There are even poorer unlocking options in only 5 out of 26 OECD countries.

It stays the way it is.

The situation is even clearer when it comes to wealth.

In hardly any other comparable country is wealth more unevenly distributed.

Before Merkel started, the top ten percent had about 50 times more than the average of the bottom half of the population.

Towards the end of their term of office, it is 100 times that.

Wirecard was probably no coincidence

If conservatives measure themselves by the fact that they are special friends of business, there isn't much to complain about after 16 years. Companies are making higher profits than ever before. The Dax share index has tripled, believe it or not, since the Chancellor took office - from 5,000 to 15,000 points. Socialism would look different. You don't always get on as nicely as we do with people who have a lot of money and do mischief with it. It's no coincidence that Wirecard and other scandals happen to us.

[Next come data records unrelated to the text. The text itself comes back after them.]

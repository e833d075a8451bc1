use std::process::Command;

fn main() {
    let base = env!("CARGO_PKG_VERSION");

    let is_nightly = std::env::var("BUNKERWATCH_NIGHTLY")
        .map(|v| v == "1" || v.eq_ignore_ascii_case("true"))
        .unwrap_or(false);

    // Short git sha, if this is a checkout
    let mut sha: Option<String> = None;
    if is_nightly
        && let Ok(output) = Command::new("git")
            .args(["rev-parse", "--short", "HEAD"])
            .output()
        && output.status.success()
    {
        let s = String::from_utf8_lossy(&output.stdout).trim().to_string();
        if !s.is_empty() {
            sha = Some(s);
        }
    }
    // CI builds without a .git directory pass the sha explicitly
    if sha.is_none()
        && let Ok(s) = std::env::var("GIT_SHA")
        && !s.is_empty()
    {
        sha = Some(s);
    }

    let version = match (is_nightly, sha) {
        (true, Some(s)) => format!("{}-nightly+{}", base, s),
        (true, None) => format!("{}-nightly", base),
        (false, _) => base.to_string(),
    };

    println!("cargo:rustc-env=APP_VERSION={}", version);

    println!("cargo:rerun-if-env-changed=BUNKERWATCH_NIGHTLY");
    println!("cargo:rerun-if-env-changed=GIT_SHA");
    println!("cargo:rerun-if-changed=.git/HEAD");
}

Conversely, it cannot be said that in Germany, contrary to conservative beliefs, the state has become too big per se. The administration is occasionally even confronted with the phenomenon of not being able to fulfill one or the other wish of the citizens immediately due to a lack of equipment. Sometimes not at all. It is not ideal, but when in doubt it comes closer to the conservative ideal of the lean state than that of the all-powerful.

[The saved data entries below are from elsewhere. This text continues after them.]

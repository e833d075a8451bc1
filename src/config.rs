//! Configuration management for Bunkerwatch
//!
//! Settings come from a `.env`-style `KEY=VALUE` file that lives next to the
//! executable (or in the working directory). The configuration is loaded
//! once before the scheduler starts and is immutable afterwards.

use crate::alert::Thresholds;
use crate::error::{BunkerwatchError, Result};
use std::collections::HashMap;
use std::path::{Path, PathBuf};

/// Name of the settings file
pub const ENV_FILE_NAME: &str = ".env";

const REQUIRED_KEYS: [&str; 5] = [
    "TELEGRAM_BOT_TOKEN",
    "TELEGRAM_CHAT_ID",
    "SESSION_TOKEN",
    "FUEL_THRESHOLD",
    "CO2_THRESHOLD",
];

/// Main configuration structure
#[derive(Debug, Clone, Default)]
pub struct Config {
    /// Telegram bot credentials and destination
    pub telegram: TelegramConfig,

    /// Game API session
    pub game: GameConfig,

    /// Alert thresholds in $/t
    pub thresholds: Thresholds,

    /// Display timezone (abbreviation or IANA name, empty = system local)
    pub timezone: String,

    /// Logging configuration
    pub logging: LoggingConfig,
}

/// Telegram Bot API settings
#[derive(Debug, Clone, Default)]
pub struct TelegramConfig {
    pub bot_token: String,

    /// Chat id as written in the file; numeric-only ids are prefixed with
    /// `-` at send time
    pub chat_id: String,
}

/// Shipping Manager API settings
#[derive(Debug, Clone)]
pub struct GameConfig {
    /// Value of the `shipping_manager_session` cookie
    pub session_token: String,

    /// `Game-Version` header expected by the API
    pub game_version: String,
}

/// Logging configuration
#[derive(Debug, Clone)]
pub struct LoggingConfig {
    /// Log level (TRACE, DEBUG, INFO, WARN, ERROR)
    pub level: String,

    /// Log file or directory; empty disables file logging
    pub file: String,

    /// Number of rotated files to keep
    pub backup_count: u32,

    /// Whether to use JSON format
    pub json_format: bool,
}

impl Default for GameConfig {
    fn default() -> Self {
        Self {
            session_token: String::new(),
            game_version: "1.0.313".to_string(),
        }
    }
}

impl Default for LoggingConfig {
    fn default() -> Self {
        Self {
            level: "INFO".to_string(),
            file: String::new(),
            backup_count: 7,
            json_format: false,
        }
    }
}

impl Config {
    /// Load configuration from a `.env` file
    pub fn from_env_file<P: AsRef<Path>>(path: P) -> Result<Self> {
        Self::from_vars(&read_env_file(path)?)
    }

    /// Build and validate configuration from parsed key/value pairs
    pub fn from_vars(vars: &HashMap<String, String>) -> Result<Self> {
        for key in REQUIRED_KEYS {
            if vars.get(key).is_none_or(|v| v.is_empty()) {
                return Err(BunkerwatchError::config(format!(
                    "missing required .env value: {}",
                    key
                )));
            }
        }

        let get = |key: &str| vars.get(key).cloned().unwrap_or_default();
        let defaults = Config::default();

        let config = Config {
            telegram: TelegramConfig {
                bot_token: get("TELEGRAM_BOT_TOKEN"),
                chat_id: get("TELEGRAM_CHAT_ID"),
            },
            game: GameConfig {
                session_token: get("SESSION_TOKEN"),
                game_version: non_empty(get("GAME_VERSION"))
                    .unwrap_or(defaults.game.game_version),
            },
            thresholds: Thresholds {
                fuel: parse_threshold("FUEL_THRESHOLD", &get("FUEL_THRESHOLD"))?,
                co2: parse_threshold("CO2_THRESHOLD", &get("CO2_THRESHOLD"))?,
            },
            timezone: get("TIMEZONE"),
            logging: LoggingConfig {
                level: non_empty(get("LOG_LEVEL")).unwrap_or(defaults.logging.level),
                file: get("LOG_FILE"),
                backup_count: defaults.logging.backup_count,
                json_format: parse_bool(&get("LOG_JSON")),
            },
        };

        config.validate()?;
        Ok(config)
    }

    /// Validate the configuration
    pub fn validate(&self) -> Result<()> {
        if self.telegram.bot_token.trim().is_empty() {
            return Err(BunkerwatchError::validation(
                "TELEGRAM_BOT_TOKEN",
                "Bot token cannot be empty",
            ));
        }

        if self.telegram.chat_id.trim().is_empty() {
            return Err(BunkerwatchError::validation(
                "TELEGRAM_CHAT_ID",
                "Chat id cannot be empty",
            ));
        }

        if self.game.session_token.trim().is_empty() {
            return Err(BunkerwatchError::validation(
                "SESSION_TOKEN",
                "Session token cannot be empty",
            ));
        }

        crate::logging::parse_log_level(&self.logging.level)
            .map_err(|_| BunkerwatchError::validation("LOG_LEVEL", "Unknown log level"))?;

        Ok(())
    }
}

/// Locate the settings file: executable directory first, then working directory
pub fn find_env_file() -> Option<PathBuf> {
    let beside_exe = std::env::current_exe()
        .ok()
        .and_then(|exe| exe.parent().map(|dir| dir.join(ENV_FILE_NAME)));

    beside_exe
        .into_iter()
        .chain(std::iter::once(PathBuf::from(ENV_FILE_NAME)))
        .find(|p| p.is_file())
}

/// Read the key/value pairs of a `.env` file without touching the process
/// environment
pub fn read_env_file<P: AsRef<Path>>(path: P) -> Result<HashMap<String, String>> {
    let path = path.as_ref();
    let to_config_error = |e: dotenvy::Error| {
        BunkerwatchError::config(format!("failed to read {}: {}", path.display(), e))
    };

    dotenvy::from_path_iter(path)
        .map_err(to_config_error)?
        .map(|item| {
            item.map(|(k, v)| (k, v.trim_end().to_string()))
                .map_err(to_config_error)
        })
        .collect()
}

fn parse_threshold(key: &str, raw: &str) -> Result<u32> {
    raw.parse::<u32>().map_err(|e| {
        BunkerwatchError::validation(key, format!("must be a non-negative number: {}", e))
    })
}

fn parse_bool(raw: &str) -> bool {
    matches!(raw.to_ascii_lowercase().as_str(), "1" | "true" | "yes" | "on")
}

fn non_empty(s: String) -> Option<String> {
    if s.is_empty() { None } else { Some(s) }
}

Which, in turn, is due to something that has held up just as well under Angela Merkel in Germany: that conservative basic understanding of financial policy that has led to the curiosity of the black zero as well as to the escalation of the euro crisis or to the fact that even in emergencies there is endless hesitation Money is mobilized for fairly important investments - whether for actions to save the climate, in which only the debt brake must not be broken; or to motivate people to get vaccinated. Then rather the fourth wave. Enduring values.

Basically, this is no wonder in a country where conservative-ordoliberal thinkers are still so present after 16 years of Merkelship - although there is no lack of signals that the old recipes can only solve today's problems to a very limited extent . In 2021, leading economists in Germany turned somewhat confused but eagerly against "new thinking". No joke. Better to rely on old values. German curiosity.

If you put all of this together, the story of the Chancellor, who made the party and the country terribly progressive, then turns out to be very strange. After 16 years, Germany is still much more stuck in the old, conservative role models than countries like France or the Scandinavian countries. Climate policy has become increasingly conservative. And there is no sign of equalization in income or wealth - on the contrary. Seldom has the economy and the financial world been so sensationally good financially as in all of Merkel's years.

A mystery?

Because it doesn't fit the image of the Chancellor at all?

Or maybe just the trick of a chancellor who, with a few non-conservative symbolic decisions, successfully won non-conservative voters - without changing much of the country's conservative orientation in many respects.

A lot of material for a new government.

According to Merkel.

Source: spiegel

All business articles on 2021-12-03

You may like

News/Politics 2024-04-12T06:31:29.890Z

Trends 24h

Latest

© Communities 2019 - Privacy

The information on this site is from external sources that are not under our control.
The inclusion of any links does not necessarily imply a recommendation or endorse the views expressed within them.